Facebook CEO Mark Zuckerberg and Twitter CEO Jack Dorsey appeared before the Senate in a virtual meeting to defend their actions surrounding the 2020 presidential election on Tuesday.
Senators grilled the social media honchos on questions surrounding election misinformation control, censorship, and the need for regulation and changes to Section 230 of the Communications Decency Act, the liability shield for internet companies.
“There’s Republican and Democrat concern about the power that’s being used by social media outlets to tell us what we can see and what we can’t, what’s true and what’s not,” said the committee chairman Sen. Lindsey Graham of North Carolina.

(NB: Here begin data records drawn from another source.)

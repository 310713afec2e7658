//! Autoreply: mail notification intake and auto-reply pipeline.

pub mod config;
pub mod error;
pub mod intake;
pub mod llm;
pub mod pipeline;
pub mod providers;
pub mod store;
pub mod worker;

Jack Dorsey admitted that Twitter’s actions in blocking users from sharing the New York Post article about President-elect Joe Biden’s son, Hunter, in late October, was wrong. Twitter changed its policies within 24 hours after social media outrage. Dorsey said that it demonstrated the company’s ability to take feedback and make changes transparently to the public.
Senators questioned Twitter’s policy of applying a label to outgoing President Donald Trump’s tweets about baseless voter fraud but still letting the tweets remain on the platform. Dorsey clarified that it’s “not our job” to referee election results, and hence Twitter points to correct sources with a disinformation label.
Dorsey confirmed that Trump’s account would not be qualified for exemption of some rules for world leaders in the wake of the November vote.
Mark Zuckerberg told Sen. Mike Lee, Utah Republican, that the company occasionally made “mistakes.” Lee said that it’s a consistent theme that such instances mostly relate to Republicans, conservatives, and pro-life activists.
Democrat Senators grilled Zuckerberg on Facebook’s decision not to ban former White House adviser Steve Banon’s account after his comments in a live-streamed video about Dr. Anthony Fauci and FBI director Christopher Wray. Zuckerberg said that if Bannon repeatedly violates Facebook’s rule, the company would take further action.
Connecticut Democratic Sen. Richard Blumenthal said that Alphabet’s YouTube should also be facing questions about the spread of misinformation through video.